# Work required:
Report all lines below with the word "draft".

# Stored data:
---
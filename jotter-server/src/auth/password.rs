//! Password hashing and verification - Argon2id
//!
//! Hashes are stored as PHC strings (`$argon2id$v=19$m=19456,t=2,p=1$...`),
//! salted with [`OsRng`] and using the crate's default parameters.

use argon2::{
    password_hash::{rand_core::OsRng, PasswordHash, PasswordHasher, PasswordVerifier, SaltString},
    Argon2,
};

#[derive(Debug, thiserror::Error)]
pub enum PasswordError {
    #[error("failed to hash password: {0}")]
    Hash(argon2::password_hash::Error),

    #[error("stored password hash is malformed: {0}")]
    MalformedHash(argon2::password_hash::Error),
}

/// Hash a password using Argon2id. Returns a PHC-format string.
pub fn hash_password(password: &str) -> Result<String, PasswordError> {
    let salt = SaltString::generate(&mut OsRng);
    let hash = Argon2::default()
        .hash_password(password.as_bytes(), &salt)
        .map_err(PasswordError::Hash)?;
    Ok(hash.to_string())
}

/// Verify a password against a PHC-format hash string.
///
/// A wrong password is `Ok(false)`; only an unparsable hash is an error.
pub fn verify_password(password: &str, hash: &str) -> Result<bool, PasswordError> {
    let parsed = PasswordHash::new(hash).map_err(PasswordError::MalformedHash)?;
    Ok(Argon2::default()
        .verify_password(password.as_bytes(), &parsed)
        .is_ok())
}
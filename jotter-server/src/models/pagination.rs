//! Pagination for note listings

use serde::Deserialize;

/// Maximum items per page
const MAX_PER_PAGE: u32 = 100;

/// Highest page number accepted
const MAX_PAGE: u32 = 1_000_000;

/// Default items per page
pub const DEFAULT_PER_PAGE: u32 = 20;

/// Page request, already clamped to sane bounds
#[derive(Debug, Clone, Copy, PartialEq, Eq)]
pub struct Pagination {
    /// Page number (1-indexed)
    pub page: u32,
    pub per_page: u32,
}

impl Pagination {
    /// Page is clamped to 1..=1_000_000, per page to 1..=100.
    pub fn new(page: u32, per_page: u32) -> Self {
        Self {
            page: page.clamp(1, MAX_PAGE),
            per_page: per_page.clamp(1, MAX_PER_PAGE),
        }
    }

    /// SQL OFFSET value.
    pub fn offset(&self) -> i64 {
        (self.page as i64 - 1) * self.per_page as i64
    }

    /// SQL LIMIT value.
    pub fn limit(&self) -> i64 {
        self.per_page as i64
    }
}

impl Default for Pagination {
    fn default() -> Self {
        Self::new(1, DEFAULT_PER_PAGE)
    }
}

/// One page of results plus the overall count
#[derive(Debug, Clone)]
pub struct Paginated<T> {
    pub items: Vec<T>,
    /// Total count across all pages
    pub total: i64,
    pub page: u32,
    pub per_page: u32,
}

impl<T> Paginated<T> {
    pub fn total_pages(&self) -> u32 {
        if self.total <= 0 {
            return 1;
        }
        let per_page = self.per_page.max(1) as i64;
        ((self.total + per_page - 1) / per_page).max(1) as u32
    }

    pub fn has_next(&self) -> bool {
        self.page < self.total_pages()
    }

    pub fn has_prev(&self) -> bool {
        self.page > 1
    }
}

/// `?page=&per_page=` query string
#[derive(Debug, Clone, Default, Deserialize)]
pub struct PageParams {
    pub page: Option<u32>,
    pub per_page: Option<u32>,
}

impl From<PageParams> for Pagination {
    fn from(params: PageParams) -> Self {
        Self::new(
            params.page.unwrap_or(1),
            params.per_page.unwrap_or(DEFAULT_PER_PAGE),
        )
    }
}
---
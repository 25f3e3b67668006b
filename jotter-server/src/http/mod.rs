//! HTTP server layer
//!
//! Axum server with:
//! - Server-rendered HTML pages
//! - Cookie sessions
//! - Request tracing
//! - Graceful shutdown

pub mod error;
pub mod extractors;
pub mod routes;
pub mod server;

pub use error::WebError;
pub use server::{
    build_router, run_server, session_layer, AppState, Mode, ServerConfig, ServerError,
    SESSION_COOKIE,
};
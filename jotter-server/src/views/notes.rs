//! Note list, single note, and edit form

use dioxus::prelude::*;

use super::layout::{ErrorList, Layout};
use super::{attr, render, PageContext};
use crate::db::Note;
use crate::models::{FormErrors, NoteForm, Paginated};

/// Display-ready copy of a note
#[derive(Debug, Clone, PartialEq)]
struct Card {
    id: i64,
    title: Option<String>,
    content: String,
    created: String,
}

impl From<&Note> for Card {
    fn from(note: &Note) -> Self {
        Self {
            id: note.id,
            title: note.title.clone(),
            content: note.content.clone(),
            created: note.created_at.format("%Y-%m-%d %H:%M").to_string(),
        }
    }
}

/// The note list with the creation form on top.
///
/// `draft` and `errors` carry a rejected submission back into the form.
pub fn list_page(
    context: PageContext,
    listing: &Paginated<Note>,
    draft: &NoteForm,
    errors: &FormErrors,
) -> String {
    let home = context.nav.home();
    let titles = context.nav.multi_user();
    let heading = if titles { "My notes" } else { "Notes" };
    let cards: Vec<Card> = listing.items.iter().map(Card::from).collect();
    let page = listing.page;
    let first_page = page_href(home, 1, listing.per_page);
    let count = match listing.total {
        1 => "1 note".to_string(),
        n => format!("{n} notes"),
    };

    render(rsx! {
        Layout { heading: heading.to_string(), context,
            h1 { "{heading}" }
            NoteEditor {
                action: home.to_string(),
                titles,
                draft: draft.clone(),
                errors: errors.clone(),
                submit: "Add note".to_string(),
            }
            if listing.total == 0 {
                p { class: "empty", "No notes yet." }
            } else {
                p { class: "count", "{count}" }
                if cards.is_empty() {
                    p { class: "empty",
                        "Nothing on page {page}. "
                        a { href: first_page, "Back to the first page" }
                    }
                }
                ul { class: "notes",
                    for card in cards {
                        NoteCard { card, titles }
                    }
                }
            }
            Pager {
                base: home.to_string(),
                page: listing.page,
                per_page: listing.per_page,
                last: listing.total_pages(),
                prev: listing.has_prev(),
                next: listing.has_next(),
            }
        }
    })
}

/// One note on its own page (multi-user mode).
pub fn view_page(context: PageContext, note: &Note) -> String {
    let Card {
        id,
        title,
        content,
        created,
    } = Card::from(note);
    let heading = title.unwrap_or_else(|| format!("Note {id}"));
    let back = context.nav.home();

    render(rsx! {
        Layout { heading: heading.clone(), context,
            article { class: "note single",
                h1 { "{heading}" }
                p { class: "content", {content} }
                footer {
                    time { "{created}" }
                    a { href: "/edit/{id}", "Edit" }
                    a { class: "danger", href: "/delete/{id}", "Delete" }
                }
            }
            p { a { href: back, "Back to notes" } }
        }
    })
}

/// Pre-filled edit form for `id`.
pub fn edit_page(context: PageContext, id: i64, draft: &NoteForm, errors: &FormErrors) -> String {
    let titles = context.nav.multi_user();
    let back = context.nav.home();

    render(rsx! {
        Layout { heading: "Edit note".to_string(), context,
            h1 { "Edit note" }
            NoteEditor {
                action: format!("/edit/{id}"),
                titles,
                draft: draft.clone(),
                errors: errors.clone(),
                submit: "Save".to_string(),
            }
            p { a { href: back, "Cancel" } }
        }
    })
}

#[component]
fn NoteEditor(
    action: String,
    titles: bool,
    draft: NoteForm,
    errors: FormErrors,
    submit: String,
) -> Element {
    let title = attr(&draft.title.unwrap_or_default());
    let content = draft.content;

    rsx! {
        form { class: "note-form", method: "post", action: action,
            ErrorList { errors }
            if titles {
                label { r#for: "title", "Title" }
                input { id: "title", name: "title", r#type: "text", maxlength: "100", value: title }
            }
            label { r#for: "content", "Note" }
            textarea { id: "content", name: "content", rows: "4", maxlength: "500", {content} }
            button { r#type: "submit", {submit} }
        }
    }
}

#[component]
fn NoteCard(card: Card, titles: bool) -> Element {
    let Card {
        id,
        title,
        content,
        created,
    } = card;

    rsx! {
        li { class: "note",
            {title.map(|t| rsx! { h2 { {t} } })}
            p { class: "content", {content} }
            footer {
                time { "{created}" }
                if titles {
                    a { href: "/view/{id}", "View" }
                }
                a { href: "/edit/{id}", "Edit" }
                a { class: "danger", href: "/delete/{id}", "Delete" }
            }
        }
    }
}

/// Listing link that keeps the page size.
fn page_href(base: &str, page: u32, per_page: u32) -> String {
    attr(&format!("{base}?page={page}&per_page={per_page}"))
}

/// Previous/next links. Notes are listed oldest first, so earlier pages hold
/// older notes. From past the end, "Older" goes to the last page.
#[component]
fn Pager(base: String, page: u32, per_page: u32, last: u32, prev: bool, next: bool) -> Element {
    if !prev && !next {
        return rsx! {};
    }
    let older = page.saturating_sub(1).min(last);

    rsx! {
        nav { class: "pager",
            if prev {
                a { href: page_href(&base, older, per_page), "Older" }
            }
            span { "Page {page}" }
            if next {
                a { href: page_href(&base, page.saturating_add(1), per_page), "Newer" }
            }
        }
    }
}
---
# Exercise response:
/// `draft` and `errors` carry a rejected submission back into the form.
    draft: &NoteForm,
                draft: draft.clone(),
pub fn edit_page(context: PageContext, id: i64, draft: &NoteForm, errors: &FormErrors) -> String {
                draft: draft.clone(),
    draft: NoteForm,
    let title = attr(&draft.title.unwrap_or_default());
    let content = draft.content;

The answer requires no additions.